Williams College Museum of Art Collection

Joseph Cornell; Sun box; Art © The Joseph and Robert Cornell Memorial Foundation / Licensed by VAGA, New York, NY; Williams College Museum of Art

Artstor and Williams College Museum of Art are collaborating to release an additional 2,700 recently digitized images in the Digital Library. The new images come from the Museum's African, Eastern, and Ancient collections, as well as its collection of the works of the artist brothers Maurice and Charles Prendergast.

The Williams College Museum of Art contains approximately 12,000 works, representing a broad range of time periods and cultures. Along with holdings in Ancient and European art, the permanent collection emphasizes American Art, Modern and Contemporary art, and the art of Asia and other world cultures. 

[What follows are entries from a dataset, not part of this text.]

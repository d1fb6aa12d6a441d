//! Best-effort transactional email.
//!
//! [`EmailSideChannel::enqueue`] spawns the send and returns immediately;
//! nothing it does can change the outcome of the dispatch that triggered
//! it. Every attempt for a known kind is written to the email ledger:
//! sent, rejected, timed out, or dropped for want of a contact. There are
//! no retries.

use std::sync::Arc;
use std::time::Duration;

use fleetwatch_core::catalog::EventKind;
use fleetwatch_core::types::DbId;
use fleetwatch_db::models::alert::Alert;
use fleetwatch_db::models::email_log::{NewEmailLog, EMAIL_STATUS_FAILED, EMAIL_STATUS_SENT};
use tokio::task::JoinHandle;

use crate::delivery::provider::{
    HttpMailer, MailError, MailProvider, OutboundEmail, SmtpMailer, SmtpSettings,
    DEFAULT_RESEND_ENDPOINT, DEFAULT_SMTP_PORT,
};
use crate::delivery::templates::render_email;
use crate::error::StoreError;
use crate::store::{Directory, EmailLedger};

// ---------------------------------------------------------------------------
// Error
// ---------------------------------------------------------------------------

#[derive(Debug, thiserror::Error)]
pub enum EmailError {
    #[error("No active contact for recipient {0}")]
    MissingContact(DbId),

    #[error("Alert kind `{0}` is not in the catalog")]
    UnknownKind(String),

    #[error("Contact lookup failed: {0}")]
    Directory(#[from] StoreError),

    #[error(transparent)]
    Provider(#[from] MailError),

    #[error("Provider did not answer within {0:?}")]
    Timeout(Duration),
}

// ---------------------------------------------------------------------------
// EmailConfig
// ---------------------------------------------------------------------------

const DEFAULT_FROM_ADDRESS: &str = "Fleetwatch Portal <noreply@fleetwatch.local>";
const DEFAULT_PORTAL_BASE_URL: &str = "http://localhost:3000";
const DEFAULT_SEND_TIMEOUT_SECS: u64 = 10;

/// Which provider carries outbound mail.
#[derive(Debug, Clone)]
pub enum ProviderConfig {
    Smtp(SmtpSettings),
    Resend { endpoint: String, api_key: String },
}

#[derive(Debug, Clone)]
pub struct EmailConfig {
    pub provider: ProviderConfig,
    pub from_address: String,
    pub reply_to: Option<String>,
    /// Base for absolute links in message bodies.
    pub portal_base_url: String,
    pub send_timeout: Duration,
}

impl EmailConfig {
    /// Load configuration from environment variables.
    ///
    /// Returns `None` when `MAIL_PROVIDER` is unset or `none`, or when the
    /// chosen provider is missing its required variable.
    ///
    /// | Variable                  | Default                              |
    /// |---------------------------|--------------------------------------|
    /// | `MAIL_PROVIDER`           | `none` (`smtp`, `resend`)            |
    /// | `SMTP_HOST`               | required for `smtp`                  |
    /// | `SMTP_PORT`               | `587`                                |
    /// | `SMTP_USER`               | -                                    |
    /// | `SMTP_PASSWORD`           | -                                    |
    /// | `RESEND_API_KEY`          | required for `resend`                |
    /// | `RESEND_ENDPOINT`         | `https://api.resend.com/emails`      |
    /// | `EMAIL_FROM`              | `Fleetwatch Portal <noreply@...>`    |
    /// | `EMAIL_REPLY_TO`          | -                                    |
    /// | `PORTAL_BASE_URL`         | `http://localhost:3000`              |
    /// | `EMAIL_SEND_TIMEOUT_SECS` | `10`                                 |
    pub fn from_env() -> Option<Self> {
        Self::from_lookup(|key| std::env::var(key).ok())
    }

    /// Same as [`from_env`](Self::from_env), reading variables through `var`.
    pub fn from_lookup(var: impl Fn(&str) -> Option<String>) -> Option<Self> {
        let provider = match var("MAIL_PROVIDER")?.to_lowercase().as_str() {
            "smtp" => ProviderConfig::Smtp(SmtpSettings {
                host: var("SMTP_HOST")?,
                port: var("SMTP_PORT")
                    .and_then(|p| p.parse().ok())
                    .unwrap_or(DEFAULT_SMTP_PORT),
                user: var("SMTP_USER"),
                password: var("SMTP_PASSWORD"),
            }),
            "resend" => ProviderConfig::Resend {
                endpoint: var("RESEND_ENDPOINT")
                    .unwrap_or_else(|| DEFAULT_RESEND_ENDPOINT.to_string()),
                api_key: var("RESEND_API_KEY")?,
            },
            _ => return None,
        };

        Some(Self {
            provider,
            from_address: var("EMAIL_FROM").unwrap_or_else(|| DEFAULT_FROM_ADDRESS.to_string()),
            reply_to: var("EMAIL_REPLY_TO"),
            portal_base_url: var("PORTAL_BASE_URL")
                .unwrap_or_else(|| DEFAULT_PORTAL_BASE_URL.to_string()),
            send_timeout: Duration::from_secs(
                var("EMAIL_SEND_TIMEOUT_SECS")
                    .and_then(|v| v.parse().ok())
                    .unwrap_or(DEFAULT_SEND_TIMEOUT_SECS),
            ),
        })
    }

    /// Build the configured provider.
    pub fn build_provider(&self) -> Result<Arc<dyn MailProvider>, MailError> {
        Ok(match &self.provider {
            ProviderConfig::Smtp(settings) => Arc::new(SmtpMailer::new(settings)?),
            ProviderConfig::Resend { endpoint, api_key } => {
                Arc::new(HttpMailer::new(endpoint.clone(), api_key.clone())?)
            }
        })
    }
}

// ---------------------------------------------------------------------------
// EmailSideChannel
// ---------------------------------------------------------------------------

pub struct EmailSideChannel {
    provider: Arc<dyn MailProvider>,
    directory: Arc<dyn Directory>,
    ledger: Arc<dyn EmailLedger>,
    config: EmailConfig,
}

impl EmailSideChannel {
    pub fn new(
        provider: Arc<dyn MailProvider>,
        directory: Arc<dyn Directory>,
        ledger: Arc<dyn EmailLedger>,
        config: EmailConfig,
    ) -> Self {
        Self {
            provider,
            directory,
            ledger,
            config,
        }
    }

    /// Send the email for `alert` on a background task.
    ///
    /// Failures are logged with the alert id, recipient and kind.
    pub fn enqueue(self: &Arc<Self>, alert: Alert) -> JoinHandle<()> {
        let channel = Arc::clone(self);
        tokio::spawn(async move {
            if let Err(e) = channel.deliver(&alert).await {
                tracing::warn!(
                    alert_id = alert.id,
                    recipient_id = alert.recipient_id,
                    kind = %alert.kind,
                    error = %e,
                    "Alert email not delivered",
                );
            }
        })
    }

    /// Render and send the email for `alert`, returning the provider id.
    pub async fn deliver(&self, alert: &Alert) -> Result<String, EmailError> {
        let kind: EventKind = alert
            .event_kind()
            .ok_or_else(|| EmailError::UnknownKind(alert.kind.clone()))?;
        let Some(contact) = self.directory.contact(alert.recipient_id).await? else {
            let err = EmailError::MissingContact(alert.recipient_id);
            self.record(
                alert,
                NewEmailLog {
                    to_email: String::new(),
                    template: kind.email_layout().as_str().to_string(),
                    subject: String::new(),
                    status: EMAIL_STATUS_FAILED.to_string(),
                    provider_id: None,
                    error: Some(err.to_string()),
                    metadata: serde_json::Value::Null,
                },
            )
            .await;
            return Err(err);
        };

        let rendered = render_email(
            kind.email_layout(),
            alert,
            &contact,
            &self.config.portal_base_url,
        );
        let outbound = OutboundEmail {
            from: self.config.from_address.clone(),
            reply_to: self.config.reply_to.clone(),
            to: contact.email.clone(),
            subject: rendered.subject,
            html: rendered.html,
        };

        let result = match tokio::time::timeout(
            self.config.send_timeout,
            self.provider.send(&outbound),
        )
        .await
        {
            Ok(Ok(id)) => Ok(id),
            Ok(Err(e)) => Err(EmailError::Provider(e)),
            Err(_) => Err(EmailError::Timeout(self.config.send_timeout)),
        };

        let entry = NewEmailLog {
            to_email: outbound.to.clone(),
            template: rendered.layout.as_str().to_string(),
            subject: outbound.subject.clone(),
            status: if result.is_ok() {
                EMAIL_STATUS_SENT
            } else {
                EMAIL_STATUS_FAILED
            }
            .to_string(),
            provider_id: result.as_ref().ok().cloned(),
            error: result.as_ref().err().map(|e| e.to_string()),
            metadata: serde_json::Value::Null,
        };
        self.record(alert, entry).await;

        if let Ok(id) = &result {
            tracing::info!(
                alert_id = alert.id,
                recipient_id = alert.recipient_id,
                provider_id = %id,
                "Alert email sent",
            );
        }
        result
    }

    async fn record(&self, alert: &Alert, mut entry: NewEmailLog) {
        entry.metadata = serde_json::json!({
            "alert_id": alert.id,
            "kind": alert.kind,
            "provider": self.provider.name(),
        });
        if let Err(e) = self.ledger.record(entry).await {
            tracing::error!(alert_id = alert.id, error = %e, "Failed to record email attempt");
        }
    }
}
//! Read-only view of the `users` table.

use fleetwatch_core::types::DbId;
use serde::Serialize;
use sqlx::FromRow;

/// Contact details used by the email side-channel.
#[derive(Debug, Clone, PartialEq, FromRow, Serialize)]
pub struct UserContact {
    pub id: DbId,
    pub email: String,
    pub full_name: Option<String>,
    pub role: String,
}
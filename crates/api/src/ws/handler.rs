use axum::extract::ws::{Message, WebSocket, WebSocketUpgrade};
use axum::extract::State;
use axum::response::IntoResponse;
use fleetwatch_core::types::DbId;
use fleetwatch_events::{AlertFeed, FeedEvent, LocalAlertGate, Subscription, Toast};
use futures::stream::SplitSink;
use futures::{SinkExt, StreamExt};
use serde_json::Value;
use tokio::sync::{broadcast, mpsc};

use crate::middleware::auth::AuthUser;
use crate::state::AppState;
use crate::ws::frames::{feed_frame, sync_frame, toast_frame};

type WsSink = SplitSink<WebSocket, Message>;

/// GET /api/v1/ws?token=...
///
/// Upgrades to a live feed for the authenticated user.
pub async fn ws_handler(
    ws: WebSocketUpgrade,
    auth: AuthUser,
    State(state): State<AppState>,
) -> impl IntoResponse {
    ws.on_upgrade(move |socket| handle_socket(socket, auth.user_id, state))
}

/// Manage a single feed session after upgrade.
///
///   1. Subscribes to the user's hub channel before reading the unread set,
///      so nothing raised in between is missed.
///   2. Spawns a sender task that writes the `sync` frame, then forwards hub
///      events, toasts and control frames.
///   3. Processes inbound messages on the current task.
///   4. Cleans up on disconnect; dropping the subscription deregisters it.
async fn handle_socket(socket: WebSocket, user_id: DbId, state: AppState) {
    let conn_id = uuid::Uuid::new_v4().to_string();
    tracing::info!(conn_id = %conn_id, user_id, "Feed session connected");

    let control = state.ws_manager.add(conn_id.clone(), user_id).await;
    let subscription = state.feed.subscribe(user_id);
    let toasts = state.toasts.subscribe();

    let (sink, mut stream) = socket.split();
    let session = Session {
        user_id,
        sink,
        gate: LocalAlertGate::default(),
    };
    let feed = state.feed.clone();
    let send_task = tokio::spawn(session.run(feed, subscription, toasts, control));

    while let Some(result) = stream.next().await {
        match result {
            Ok(Message::Close(_)) => break,
            Ok(Message::Pong(_)) => {
                tracing::trace!(conn_id = %conn_id, "Pong received");
            }
            Ok(_) => {}
            Err(e) => {
                tracing::debug!(conn_id = %conn_id, error = %e, "WebSocket receive error");
                break;
            }
        }
    }

    state.ws_manager.remove(&conn_id).await;
    send_task.abort();
    tracing::info!(conn_id = %conn_id, user_id, "Feed session disconnected");
}

struct Session {
    user_id: DbId,
    sink: WsSink,
    gate: LocalAlertGate,
}

impl Session {
    async fn run(
        mut self,
        feed: std::sync::Arc<AlertFeed>,
        mut subscription: Subscription,
        mut toasts: broadcast::Receiver<Toast>,
        mut control: mpsc::UnboundedReceiver<Message>,
    ) {
        if self.sync(&feed).await.is_err() {
            return;
        }

        loop {
            let frame = tokio::select! {
                event = subscription.recv() => match event {
                    Some(event @ FeedEvent::Resync { .. }) => {
                        let frame = feed_frame(&event, &mut self.gate);
                        if self.send(&frame).await.is_err() || self.sync(&feed).await.is_err() {
                            break;
                        }
                        continue;
                    }
                    Some(event) => feed_frame(&event, &mut self.gate),
                    None => break,
                },
                toast = toasts.recv() => match toast {
                    Ok(toast) if toast.recipient_id == self.user_id => toast_frame(&toast),
                    Ok(_) | Err(broadcast::error::RecvError::Lagged(_)) => continue,
                    Err(broadcast::error::RecvError::Closed) => break,
                },
                message = control.recv() => match message {
                    Some(message) => {
                        let closing = matches!(message, Message::Close(_));
                        if self.sink.send(message).await.is_err() || closing {
                            break;
                        }
                        continue;
                    }
                    None => break,
                },
            };

            if self.send(&frame).await.is_err() {
                tracing::debug!(user_id = self.user_id, "WebSocket sink closed");
                break;
            }
        }
    }

    /// Send the current unread set.
    async fn sync(&mut self, feed: &AlertFeed) -> Result<(), axum::Error> {
        match feed.unread(self.user_id).await {
            Ok(unread) => {
                let frame = sync_frame(&unread, &mut self.gate);
                self.send(&frame).await
            }
            Err(e) => {
                tracing::warn!(user_id = self.user_id, error = %e, "Could not load unread alerts");
                Ok(())
            }
        }
    }

    async fn send(&mut self, frame: &Value) -> Result<(), axum::Error> {
        self.sink.send(Message::Text(frame.to_string().into())).await
    }
}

The Williams College Museum of Art is housed in a 19th century building designed by Thomas S. Tefft, which originally served as Williams College's first library. The museum itself was established in 1926 to provide Williams College students with the opportunity to observe works of art first-hand. Karl Weston, the museum's founder and first director, taught Art History at Williams College of 22 years. In 1948, Weston was succeeded in both roles by his former student, S. Lane Faison, Jr., who oversaw the expansion of the Art department's faculty and curriculum. To this day, the Art department continues to occupy the lower floor of the museum building, Lawrence Hall. As the collections grew throughout the 1970s, the museum focused its collecting efforts on American, Modern, Contemporary, and non-Western art, so as to complement the European holdings of the nearby Sterling and Francine Clark Art Institute. In time, the growing need for exhibition, storage, and office space led to a major expansion project in 1981, under the direction of the architect Charles Moore. Around the same time, the museum began hiring scholars to compile a catalogue raisonné of the works of the American artist-brothers Maurice and Charles Prendergast. The catalog raisonné was published in 1990, the same year that the museum founded the Prendergast Archive and Study Center to house letters, photographs, books, and other research materials relating to the Prendergasts and their era. Through the generosity of Charles Prendergast's widow, Eugénie Van Kemmel Prendergast, the museum has amassed the largest museum collection of watercolors, oils, and sketchbooks created by Maurice and Charles Prendergast.